▶ [WHAT IS BEING ASKED]
Within the entries below, every line containing "Copy" is to be copied.

··· MATERIAL FOR THIS TASK ···

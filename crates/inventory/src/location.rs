//! Storage location record and its capacity/tag invariants.

use serde::{Deserialize, Serialize};

use slotwise_core::{DomainError, DomainResult, Entity, LocationCode};

use crate::classifier::{ZoneCategory, same_destination};

/// Category tag of a physical location; decides which destinations it may store.
#[derive(Debug, Clone, Copy, PartialEq, Eq, Hash, Serialize, Deserialize)]
pub enum ZoneType {
    #[serde(rename = "amazon-main-A")]
    AmazonMainA,
    #[serde(rename = "amazon-main-B")]
    AmazonMainB,
    #[serde(rename = "amazon-buffer")]
    AmazonBuffer,
    #[serde(rename = "private")]
    Private,
    #[serde(rename = "platform")]
    Platform,
    #[serde(rename = "express")]
    Express,
    #[serde(rename = "walmart")]
    Walmart,
    #[serde(rename = "high-value")]
    HighValue,
    #[serde(rename = "suspense")]
    Suspense,
}

impl ZoneType {
    /// Zone types tried when the primary pool has no room.
    pub const FALLBACK: [ZoneType; 2] = [ZoneType::AmazonBuffer, ZoneType::Suspense];
}

impl ZoneCategory {
    /// Zone types allowed to hold this category.
    ///
    /// `primary_only` narrows main-zone destinations to `amazon-main-A`; it is
    /// ignored for every other category.
    pub fn zone_types(self, primary_only: bool) -> &'static [ZoneType] {
        match self {
            ZoneCategory::AmazonMain if primary_only => &[ZoneType::AmazonMainA],
            ZoneCategory::AmazonMain => &[ZoneType::AmazonMainA, ZoneType::AmazonMainB],
            ZoneCategory::AmazonBuffer => &[ZoneType::AmazonBuffer],
            ZoneCategory::Express => &[ZoneType::Express],
            ZoneCategory::Walmart => &[ZoneType::Walmart],
            ZoneCategory::Private => &[ZoneType::Private],
            ZoneCategory::Platform => &[ZoneType::Platform],
            ZoneCategory::HighValue => &[ZoneType::HighValue],
            ZoneCategory::Suspense => &[ZoneType::Suspense],
        }
    }
}

/// Utilization as an exact ratio `current / max`; unbounded locations count as empty.
#[derive(Debug, Clone, Copy)]
pub struct Utilization {
    used: u64,
    capacity: u64,
}

impl Utilization {
    fn of(used: u32, capacity: Option<u32>) -> Self {
        match capacity {
            Some(max) if max > 0 => Self {
                used: u64::from(used),
                capacity: u64::from(max),
            },
            // A zero-capacity bin is full by definition.
            Some(_) => Self { used: 1, capacity: 1 },
            None => Self { used: 0, capacity: 1 },
        }
    }
}

impl Ord for Utilization {
    fn cmp(&self, other: &Self) -> core::cmp::Ordering {
        (self.used * other.capacity).cmp(&(other.used * self.capacity))
    }
}

impl PartialEq for Utilization {
    fn eq(&self, other: &Self) -> bool {
        self.cmp(other).is_eq()
    }
}

impl Eq for Utilization {}

impl PartialOrd for Utilization {
    fn partial_cmp(&self, other: &Self) -> Option<core::cmp::Ordering> {
        Some(self.cmp(other))
    }
}

/// One physical storage bin.
#[derive(Debug, Clone, PartialEq, Eq, Serialize, Deserialize)]
#[serde(rename_all = "camelCase")]
pub struct Location {
    pub code: LocationCode,
    pub zone_type: ZoneType,
    #[serde(default)]
    pub max_pallets: Option<u32>,
    #[serde(default)]
    pub current_pallets: u32,
    #[serde(default)]
    pub current_cartons: u32,
    #[serde(default)]
    pub destination_tags: Vec<String>,
    #[serde(default)]
    pub max_destination_tags: Option<usize>,
}

impl Location {
    /// An empty, unbounded location.
    pub fn new(code: LocationCode, zone_type: ZoneType) -> Self {
        Self {
            code,
            zone_type,
            max_pallets: None,
            current_pallets: 0,
            current_cartons: 0,
            destination_tags: Vec::new(),
            max_destination_tags: None,
        }
    }

    pub fn with_max_pallets(mut self, max: u32) -> Self {
        self.max_pallets = Some(max);
        self
    }

    pub fn with_max_destination_tags(mut self, max: usize) -> Self {
        self.max_destination_tags = Some(max);
        self
    }

    /// Seed stock, e.g. when loading a manually edited snapshot.
    pub fn with_stock(mut self, destination: impl Into<String>, pallets: u32, cartons: u32) -> Self {
        self.add_tag(&destination.into());
        self.current_pallets += pallets;
        self.current_cartons += cartons;
        self
    }

    /// Free pallet slots; `None` means unbounded. Over-capacity reads as zero.
    pub fn remaining_capacity(&self) -> Option<u32> {
        self.max_pallets
            .map(|max| max.saturating_sub(self.current_pallets))
    }

    /// Whether `pallets` more would still respect `max_pallets`.
    pub fn fits(&self, pallets: u32) -> bool {
        self.remaining_capacity().is_none_or(|free| free >= pallets)
    }

    /// Pallets above capacity left behind by manual edits.
    pub fn overflow(&self) -> Option<u32> {
        self.max_pallets
            .filter(|max| self.current_pallets > *max)
            .map(|max| self.current_pallets - max)
    }

    /// Whether a tag naming the same logical destination is stored here.
    pub fn holds(&self, destination: &str) -> bool {
        self.matching_tag(destination).is_some()
    }

    /// Position of the tag that normalizes like `destination`.
    pub fn matching_tag(&self, destination: &str) -> Option<usize> {
        self.destination_tags
            .iter()
            .position(|tag| same_destination(tag, destination))
    }

    /// Whether one more distinct destination may be tagged here.
    pub fn tag_budget_available(&self) -> bool {
        self.max_destination_tags
            .is_none_or(|max| self.destination_tags.len() < max)
    }

    /// Tag rule of the assignment filter: already holds it, or has room for it.
    pub fn accepts(&self, destination: &str) -> bool {
        self.holds(destination) || self.tag_budget_available()
    }

    pub fn utilization(&self) -> Utilization {
        Utilization::of(self.current_pallets, self.max_pallets)
    }

    /// Add `destination` unless an equivalent tag is already present.
    pub fn add_tag(&mut self, destination: &str) -> bool {
        if self.holds(destination) {
            return false;
        }
        self.destination_tags.push(destination.trim().to_string());
        true
    }

    /// Remove the tag matching `destination`, returning it.
    pub fn remove_tag(&mut self, destination: &str) -> Option<String> {
        self.matching_tag(destination)
            .map(|idx| self.destination_tags.remove(idx))
    }

    /// Drop every tag and carton once a location is empty.
    pub(crate) fn clear_if_empty(&mut self) -> Vec<String> {
        if self.current_pallets > 0 {
            return Vec::new();
        }
        self.current_cartons = 0;
        std::mem::take(&mut self.destination_tags)
    }

    /// Structural checks for a record entering the engine.
    pub fn validate(&self) -> DomainResult<()> {
        let mut seen: Vec<String> = Vec::with_capacity(self.destination_tags.len());
        for tag in &self.destination_tags {
            let normalized = crate::classifier::normalize_destination(tag);
            if normalized.is_empty() {
                return Err(DomainError::validation(format!(
                    "location {} carries a blank destination tag",
                    self.code
                )));
            }
            if seen.contains(&normalized) {
                return Err(DomainError::invariant(format!(
                    "location {} carries duplicate destination tag {tag}",
                    self.code
                )));
            }
            seen.push(normalized);
        }
        Ok(())
    }
}

impl Entity for Location {
    type Id = LocationCode;

    fn id(&self) -> &Self::Id {
        &self.code
    }
}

···

▶ [SOLUTION TO THIS PROBLEM]
#[derive(Debug, Clone, Copy, PartialEq, Eq, Hash, Serialize, Deserialize)]
#[derive(Debug, Clone, Copy)]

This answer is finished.